- Directed by: Yoshiyuki Kuroda
- Screenplay by: Tsutomu Nakamura
- Based on: Lone Wolf and Cub by Kazuo Koike and Goseki Kojima
- Produced by: Tomisaburo Wakayama; Masanori Sanada;
- Starring: Tomisaburo Wakayama; Akihiro Tomikawa; Junko Hitomi; Goro Mutsumi;
- Cinematography: Chishi Makiura
- Edited by: Toshio Taniguchi
- Music by: Kunihiko Murai
- Production company: Katsu
- Distributed by: Toho
- Release date: 24 April 1974 (Japan);
- Running time: 84 minutes
- Country: Japan

= Lone Wolf and Cub: White Heaven in Hell =

Lone Wolf and Cub: White Heaven in Hell (子連れ狼 地獄へ行くぞ!大五郎, Kozure Ōkami: Jigoku e ikuzo! Daigoro) is the final entry in a series of six Japanese martial arts films based on the long-running Lone Wolf and Cub manga series about Ogami Ittō, a wandering assassin for hire who is accompanied by his young son, Daigoro. Although this is the last film in the series, it does not end the story or include the conclusion of the series as written in the manga.

==Plot==

After the Shogun threatens to disgrace the Yagyū clan because of their continual failure to kill the wandering swordsman Ogami Ittō and his infant son Daigoro, Lord Yagyū Retsudo sends his daughter and last remaining child Kaori, an expert with flying daggers, to kill them. After she is killed, Retsudo attempts to use the Tsuchigumo, a secretive mountain clan that practices black magic and is commanded by Hyouei, an illegitimate son of Retsudo who is determined to cause the downfall of the Yagyū by killing Ittō and Daigoro himself. Hyouei sends his three most fearsome followers, whose abilities include the ability to burrow through the earth and who kill anyone Ittō and Daigoro come into contact with.

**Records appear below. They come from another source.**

//! モデルのライフサイクル管理
//!
//! 読み込み済みモデルをプロセス内で1つだけ保持し、分類リクエストを
//! 同時実行数の上限つきで処理します。
//!
//! ## 保証
//! - 同時に `ensure_loaded` されても読み込みは1回だけ
//! - `dispose` 後の推論は `ModelNotLoaded`
//! - 前処理テンソルと中間活性化はリクエスト完了時に解放される

use std::panic::resume_unwind;
use std::sync::{Arc, PoisonError, RwLock, RwLockReadGuard, RwLockWriteGuard};

use burn::tensor::backend::Backend;
use tokio::sync::{Mutex, OwnedSemaphorePermit, Semaphore};
use tokio::task::JoinSet;
use tracing::{debug, error, info, info_span, warn, Instrument};

use crate::error::{ClassificationError, InferError, LoadError};
use crate::ml::inference::{InferenceEngine, RawDistribution};
use crate::ml::loader::{BackboneSource, HeadOptions, LoaderSettings, ModelHandle, ModelLoader};
use crate::ml::preprocess::{ImageInput, PreprocessedTensor, Preprocessor};
use crate::ml::ranking::{rank, ReusabilityTable};
use crate::ml::transient::TransientTracker;
use crate::model::{ClassifierConfig, RuntimeSettings};
use crate::types::{ClassificationResult, LabelSet};

/// バッチ内の1リクエスト
#[derive(Debug, Clone)]
pub struct ClassificationRequest {
    pub correlation_id: String,
    pub input: ImageInput,
}

impl ClassificationRequest {
    pub fn new(correlation_id: impl Into<String>, input: ImageInput) -> Self {
        Self {
            correlation_id: correlation_id.into(),
            input,
        }
    }
}

/// バッチ内の1リクエストの結果
#[derive(Debug)]
pub struct BatchOutcome {
    pub correlation_id: String,
    pub result: Result<ClassificationResult, ClassificationError>,
}

/// モデル管理
pub struct ModelManager<B: Backend> {
    loader: ModelLoader<B>,
    source: BackboneSource,
    label_set: LabelSet,
    head: HeadOptions,
    preprocessor: Preprocessor,
    engine: InferenceEngine,
    reusability: ReusabilityTable,
    slot: RwLock<Option<Arc<ModelHandle<B>>>>,
    load_lock: Mutex<()>,
    limiter: Arc<Semaphore>,
    settings: RuntimeSettings,
    tracker: TransientTracker,
}

impl<B: Backend> ModelManager<B> {
    /// 設定ファイルの内容から作成（ReHomeの5カテゴリ）
    pub fn from_config(config: &ClassifierConfig, device: B::Device) -> Self {
        Self::new(BackboneSource::parse(&config.model.source), config, device)
    }

    pub fn new(source: BackboneSource, config: &ClassifierConfig, device: B::Device) -> Self {
        let tracker = TransientTracker::new();
        let label_set = LabelSet::rehome();
        let head = HeadOptions::for_labels(&label_set, config.model.truncate_layer.clone(), config.model.head.clone());
        let reusability = match &config.reusability {
            Some(overrides) => ReusabilityTable::rehome().with_overrides(overrides),
            None => ReusabilityTable::rehome(),
        };

        Self {
            loader: ModelLoader::new(LoaderSettings::from_settings(&config.runtime, &config.fetch), device),
            source,
            label_set,
            head,
            preprocessor: Preprocessor::new(&config.preprocessing, &config.fetch).with_tracker(tracker.clone()),
            engine: InferenceEngine::new(tracker.clone()),
            reusability,
            slot: RwLock::new(None),
            load_lock: Mutex::new(()),
            limiter: Arc::new(Semaphore::new(config.runtime.max_concurrency.max(1))),
            settings: config.runtime.clone(),
            tracker,
        }
    }

    /// ラベルセットを差し替える（読み込み前のみ有効）
    pub fn with_label_set(mut self, label_set: LabelSet) -> Self {
        self.head.num_classes = label_set.len();
        self.label_set = label_set;
        self
    }

    pub fn source(&self) -> &BackboneSource {
        &self.source
    }

    pub fn label_set(&self) -> &LabelSet {
        &self.label_set
    }

    /// 一時バッファの計測値
    pub fn tracker(&self) -> &TransientTracker {
        &self.tracker
    }

    fn read_slot(&self) -> RwLockReadGuard<'_, Option<Arc<ModelHandle<B>>>> {
        self.slot.read().unwrap_or_else(PoisonError::into_inner)
    }

    fn write_slot(&self) -> RwLockWriteGuard<'_, Option<Arc<ModelHandle<B>>>> {
        self.slot.write().unwrap_or_else(PoisonError::into_inner)
    }

    /// 読み込み済みのモデル
    pub fn loaded(&self) -> Option<Arc<ModelHandle<B>>> {
        self.read_slot().clone()
    }

    pub fn is_loaded(&self) -> bool {
        self.read_slot().is_some()
    }

    /// 未読み込みなら読み込む
    ///
    /// 同時に呼ばれた場合は最初の呼び出しの読み込みを共有する。
    pub async fn ensure_loaded(&self) -> Result<Arc<ModelHandle<B>>, LoadError> {
        if let Some(handle) = self.loaded() {
            return Ok(handle);
        }

        let _guard = self.load_lock.lock().await;
        if let Some(handle) = self.loaded() {
            return Ok(handle);
        }

        info!(source = %self.source, "モデルを読み込んでいます...");
        let timeout = self.settings.load_timeout();
        let handle = tokio::time::timeout(
            timeout,
            self.loader
                .load_with_retry(&self.source, &self.label_set, &self.head),
        )
        .await
        .map_err(|_| LoadError::Timeout(timeout))??;

        if handle.input_size() != self.preprocessor.target_size() {
            warn!(
                model = handle.input_size(),
                preprocess = self.preprocessor.target_size(),
                "モデル入力サイズと前処理サイズが一致しません"
            );
        }

        let handle = Arc::new(handle);
        *self.write_slot() = Some(Arc::clone(&handle));
        Ok(handle)
    }

    /// 読み込み中かどうか
    pub fn is_loading(&self) -> bool {
        self.load_lock.try_lock().is_err()
    }

    /// モデルを解放する
    ///
    /// 読み込み中なら完了を待ってから解放する。
    /// 実行中の推論はハンドルを保持しているため、完了後に解放される。
    pub async fn dispose(&self) {
        let _guard = self.load_lock.lock().await;
        if self.write_slot().take().is_some() {
            info!("モデルを解放しました");
        }
    }

    /// 読み込み済みのモデルで推論する（読み込みは行わない）
    pub async fn infer(&self, input: PreprocessedTensor) -> Result<RawDistribution, InferError> {
        self.infer_on(self.loaded(), input, None).await
    }

    /// ブロッキングスレッドで推論し、タイムアウトを適用する
    ///
    /// 許可証はスレッド側に移し、推論が終わるまで保持する。
    async fn infer_on(
        &self,
        handle: Option<Arc<ModelHandle<B>>>,
        input: PreprocessedTensor,
        permit: Option<OwnedSemaphorePermit>,
    ) -> Result<RawDistribution, InferError> {
        let handle = handle.ok_or(InferError::ModelNotLoaded)?;
        let engine = self.engine.clone();
        let timeout = self.settings.infer_timeout();

        let task = tokio::task::spawn_blocking(move || {
            let _permit = permit;
            engine.infer(Some(&handle), input)
        });

        match tokio::time::timeout(timeout, task).await {
            Ok(Ok(result)) => result,
            Ok(Err(e)) if e.is_panic() => resume_unwind(e.into_panic()),
            Ok(Err(e)) => Err(InferError::RuntimeFault(format!("inference task failed: {}", e))),
            Err(_) => {
                warn!(?timeout, "推論がタイムアウトしました");
                Err(InferError::Timeout(timeout))
            }
        }
    }

    /// 1枚の画像を分類する
    ///
    /// 読み込み → 前処理 → 推論 → 順位付け
    pub async fn classify(&self, input: ImageInput) -> Result<ClassificationResult, ClassificationError> {
        let permit = Arc::clone(&self.limiter)
            .acquire_owned()
            .await
            .map_err(|_| InferError::RuntimeFault("request limiter closed".to_string()))?;

        let handle = self.ensure_loaded().await?;
        let tensor = self.preprocessor.preprocess(input).await?;
        let distribution = self
            .infer_on(Some(Arc::clone(&handle)), tensor, Some(permit))
            .await?;

        let result = rank(&distribution, handle.label_set(), &self.reusability);
        debug!(
            category = %result.category,
            confidence = result.confidence,
            "分類完了"
        );
        Ok(result)
    }

    /// 複数の画像を分類する
    ///
    /// 結果は投入順に並び、各結果は相関IDで対応付けられる。
    /// 1件の失敗は他のリクエストに影響しない。
    pub async fn classify_batch(self: &Arc<Self>, requests: Vec<ClassificationRequest>) -> Vec<BatchOutcome> {
        let total = requests.len();
        let mut tasks = JoinSet::new();
        for (index, request) in requests.into_iter().enumerate() {
            let manager = Arc::clone(self);
            let span = info_span!("classify", correlation_id = %request.correlation_id);
            tasks.spawn(
                async move {
                    debug!("分類リクエストを開始します");
                    let result = manager.classify(request.input).await;
                    if let Err(e) = &result {
                        warn!("分類に失敗しました: {}", e);
                    }
                    (
                        index,
                        BatchOutcome {
                            correlation_id: request.correlation_id,
                            result,
                        },
                    )
                }
                .instrument(span),
            );
        }

        let mut outcomes = Vec::with_capacity(total);
        while let Some(joined) = tasks.join_next().await {
            match joined {
                Ok(outcome) => outcomes.push(outcome),
                Err(e) if e.is_panic() => resume_unwind(e.into_panic()),
                Err(e) => error!("分類タスクが中断されました: {}", e),
            }
        }
        outcomes.sort_by_key(|(index, _)| *index);
        outcomes.into_iter().map(|(_, outcome)| outcome).collect()
    }
}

Ittō soon confronts and defeats Hyouei in sword combat along with all of his men. Fleeing to the mountains of northern Japan, Ittō turns the tables on the three Tsuchigumo who cannot burrow under snow and ice and kills all three of them as well.

The story culminates in a final battle between Ittō and the combined Japanese clan groups, numbering over 100 men, under Retsudo's personal command on a snow-capped mountain, where the baby cart becomes a sled. Ittō once again uses the baby cart's weapons first by gunning down a third of the army with the baby cart's Gatling machine gun, then using the cart's weapons with which Ittō ends up shooting, stabbing, slashing, dismembering, and beheading the entire army. But the one-eyed Retsudo once again escapes by riding away on a sled, vowing to kill Ittō another day.

==Cast==
- Tomisaburo Wakayama as Ogami Ittō
- Akihiro Tomikawa as Daigoro
- Junko Hitomi as Yagyū Kaori
- Isao Kimura as Yagyū Hyouei
- Gorō Mutsumi as Ishine Kokaku
- Minoru Ōki as Yagyū Retsudo

==Release==
Lone Wolf and Cub: White Heaven in Hell was released theatrically in Japan on 24 April 1974. The film was released on home video in the United States as Lone Wolf and Cub - White Heaven in Hell by Samurai Cinema, a division of AnimEigo, Inc. The film was later released by the Criterion Collection on DVD and Blu-ray on November 8, 2016.